Six months ago, Trevor Moore was in a coma and couldn’t walk – now, he’s almost 100km into his hīkoi/walk to give something back to his rescuers.
Trevor, who broke every bone in his face when he was knocked out by a tree branch in May, started a 250km walk from Dannevirke to Wellington Hospital’s ICU on Saturday to raise funds for the Grassroots Trust Rescue Helicopter, which helped to get him back on his feet.
He was helping his friend fell some trees in Pahīatua when he was struck by a tree limb, leaving him unconscious with critical head injuries.
As he lay in his bed after waking from a coma, he was told his recovery hinged on his ability to learn to walk again.
“My brain wasn’t talking to my legs, so I couldn’t walk. It was just scary trying to take that first step.”
But this sparked his resolve to walk from his home town to the hospital that saved his life to raise $15,000 for the helicopter crew that gave him a second chance.
“I’ve got a second chance and not a lot of people get that. I want to do something big, and I’ve never done anything like this before.

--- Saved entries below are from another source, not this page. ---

//! Onboarding orchestrator.
//!
//! One entry point for "analyze instrument X": runs the early-fail battery,
//! writes the ledger rows (rejections included, since the ledger is the
//! audit trail), expands the request into pending tasks, and hands the task
//! list to the worker pool. The HTTP handler detaches the heavy phase and
//! returns the execution id immediately; the CLI awaits it.

use crate::application::planner::{CustomStrategySpec, TaskPlanner};
use crate::application::validation::early_fail::{EarlyFailValidator, Verdict};
use crate::application::worker_pool::WorkerPool;
use crate::config::FilterParams;
use crate::domain::candle::Symbol;
use crate::domain::errors::ValidationFailure;
use crate::domain::execution::{
    Execution, ExecutionErrorRecord, ExecutionStatus, OnboardingMode, new_execution_id,
};
use crate::domain::task::AnalysisTask;
use crate::infrastructure::persistence::{AnalysisRepository, LedgerRepository};
use anyhow::{Context, Result};
use chrono::Utc;
use serde::{Deserialize, Serialize};
use std::sync::Arc;
use tracing::{error, info};

#[derive(Debug, Clone, Serialize, Deserialize)]
pub struct OnboardingRequest {
    pub symbol: String,
    pub mode: OnboardingMode,
    #[serde(default)]
    pub selected_strategy_ids: Vec<i64>,
    #[serde(default)]
    pub filter_params: Option<FilterParams>,
    #[serde(default)]
    pub custom_strategies: Vec<CustomStrategySpec>,
}

#[derive(Debug)]
pub enum SubmitOutcome {
    /// Request accepted; tasks are planned and the pool owns them now.
    Accepted {
        execution: Execution,
        tasks: Vec<AnalysisTask>,
    },
    /// Early-fail rejection. A failed ledger row exists for the audit trail.
    Rejected {
        execution_id: String,
        failure: ValidationFailure,
    },
}

pub struct OnboardingService {
    validator: EarlyFailValidator,
    planner: TaskPlanner,
    pool: Arc<WorkerPool>,
    ledger: LedgerRepository,
    analysis: AnalysisRepository,
}

impl OnboardingService {
    pub fn new(
        validator: EarlyFailValidator,
        planner: TaskPlanner,
        pool: Arc<WorkerPool>,
        ledger: LedgerRepository,
        analysis: AnalysisRepository,
    ) -> Self {
        Self {
            validator,
            planner,
            pool,
            ledger,
            analysis,
        }
    }

    /// Validates and plans. On acceptance the returned tasks are already
    /// observable as `pending`; the caller decides whether to await
    /// `run_to_completion` or detach it.
    pub async fn submit(&self, request: &OnboardingRequest) -> Result<SubmitOutcome> {
        let symbol = Symbol::parse(&request.symbol)?;
        let execution_id = new_execution_id(Utc::now());
        let filter_params = request.filter_params.clone().unwrap_or_default();

        info!("Onboarding request for {} ({})", symbol, execution_id);
        let verdict = self.validator.validate(&symbol).await?;

        let mut execution = Execution {
            execution_id: execution_id.clone(),
            symbol,
            mode: request.mode,
            selected_strategy_ids: request.selected_strategy_ids.clone(),
            status: ExecutionStatus::Pending,
            progress_percent: 0.0,
            current_operation: "validating".to_string(),
            started_at: Utc::now(),
            completed_at: None,
            filter_params: serde_json::to_value(&filter_params)
                .context("Failed to serialize filter params")?,
            errors: Vec::new(),
        };

        if let Verdict::Fail(failure) = verdict {
            // The rejection is still recorded: audit trail.
            execution.status = ExecutionStatus::Failed;
            execution.completed_at = Some(Utc::now());
            execution.current_operation = format!("validation failed: {}", failure.step);
            execution.errors.push(ExecutionErrorRecord::from_validation(&failure));
            self.ledger.create_execution(&execution).await?;
            self.ledger
                .record_step(&execution_id, &failure.step, "failed", Some(&failure.suggestion))
                .await?;
            return Ok(SubmitOutcome::Rejected {
                execution_id,
                failure,
            });
        }

        self.ledger.create_execution(&execution).await?;
        self.ledger
            .record_step(&execution_id, "early_fail_validation", "passed", None)
            .await?;
        self.ledger
            .update_status(
                &execution_id,
                ExecutionStatus::Running,
                Some(0.0),
                Some("planning tasks"),
            )
            .await?;
        execution.status = ExecutionStatus::Running;

        let tasks = match self
            .planner
            .plan(&execution, &request.custom_strategies)
            .await
        {
            Ok(tasks) => tasks,
            Err(e) => {
                error!("Planning failed for {}: {:#}", execution_id, e);
                self.ledger
                    .append_error(
                        &execution_id,
                        &ExecutionErrorRecord::new("planning_error", format!("{:#}", e)),
                    )
                    .await?;
                self.ledger
                    .update_status(
                        &execution_id,
                        ExecutionStatus::Failed,
                        None,
                        Some("planning failed"),
                    )
                    .await?;
                return Err(e);
            }
        };
        self.ledger
            .record_step(
                &execution_id,
                "task_planning",
                "passed",
                Some(&format!("{} tasks", tasks.len())),
            )
            .await?;

        Ok(SubmitOutcome::Accepted { execution, tasks })
    }

    /// Runs the planned tasks to their terminal states and finalizes the
    /// execution. Blocking variant used by the CLI; the API spawns it.
    pub async fn run_to_completion(
        &self,
        execution: &Execution,
        tasks: Vec<AnalysisTask>,
    ) -> Result<ExecutionStatus> {
        self.pool.run_execution(execution, tasks).await
    }

    pub async fn cancel(&self, execution_id: &str) -> Result<bool> {
        let accepted = self.ledger.request_cancel(execution_id).await?;
        if accepted {
            // Pending tasks never start once the flag is set; flip them now
            // so progress polls see the terminal state early.
            self.analysis
                .skip_pending_tasks(execution_id, "cancelled")
                .await?;
        }
        Ok(accepted)
    }

    pub async fn list_recent(&self, limit: i64) -> Result<Vec<Execution>> {
        self.ledger.list_recent(limit).await
    }

    pub async fn execution_report(&self, execution_id: &str) -> Result<Option<ExecutionReport>> {
        let Some(execution) = self.ledger.get(execution_id).await? else {
            return Ok(None);
        };
        let tasks = self.analysis.tasks_for_execution(execution_id).await?;
        Ok(Some(ExecutionReport::new(execution, tasks)))
    }
}

/// Progress-poll payload combining the authoritative ledger row with the
/// per-task states.
#[derive(Debug, Serialize)]
pub struct ExecutionReport {
    pub execution_id: String,
    pub symbol: String,
    pub status: ExecutionStatus,
    pub progress_percent: f64,
    pub current_operation: String,
    pub errors: Vec<ExecutionErrorRecord>,
    pub tasks: Vec<TaskReport>,
}

#[derive(Debug, Serialize)]
pub struct TaskReport {
    pub strategy_id: i64,
    pub timeframe: String,
    pub status: String,
    pub error_message: Option<String>,
}

impl ExecutionReport {
    fn new(execution: Execution, tasks: Vec<AnalysisTask>) -> Self {
        Self {
            execution_id: execution.execution_id,
            symbol: execution.symbol.to_string(),
            status: execution.status,
            progress_percent: execution.progress_percent,
            current_operation: execution.current_operation,
            errors: execution.errors,
            tasks: tasks
                .into_iter()
                .map(|t| TaskReport {
                    strategy_id: t.key.strategy_id,
                    timeframe: t.key.timeframe.label().to_string(),
                    status: t.status.to_string(),
                    error_message: t.error_message,
                })
                .collect(),
        }
    }
}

“But I’ve got a stubborn personality, and my bloodwork is B positive, so I’m going to do this walk.”
Christened Trev’s Walk for Recovery, Trevor is covering 50km a day down the coast with his son, niece, a support vehicle and a campervan, making every effort he can to save every cent for the trust, and not get in the way of drivers.
“I want to do this and show them, ‘Hey, this is the one you have saved’,” he says.
In the first two days, Trevor says he was clipped by a campervan that crossed the centreline, hurting his arm.
Rather than that putting a damper on the occasion, it provided a few jokes questioning whether or not the man can be killed.
As he walked through Ashhurst on Sunday, the Grassroots Trust Rescue Helicopter base manager and crewman Graeme Spiers pulled up beside him to cheer him on.
At the time of the incident, Spiers said Moore had sustained severe head trauma, splitting his skull and breaking every bone in his face, including both eye sockets.
The crew had significant concerns about his ability to breathe, so they sedated him, inserted a tube down his airway and connected him to a mechanical ventilator.
Although it could be complex, the crew knew it was necessary to ensure Moore's survival and get him to the hospital as quickly as possible, Spiers said.
After multiple surgeries, Moore was moved to ABI Rehabilitation for a month, where he began to learn how to walk again.
Moore had walked through the Manawatū Gorge and Ashhurst, and was heading towards Te Marae o Hine/The Square in Palmerston North, and up to Tokonui on Sunday.
His goal is to reach Wellington’s ICU by 3pm Thursday, where he hopes to thank the people who saved him.
So far, he has raised almost $7000, and urged anyone who could to donate to his cause.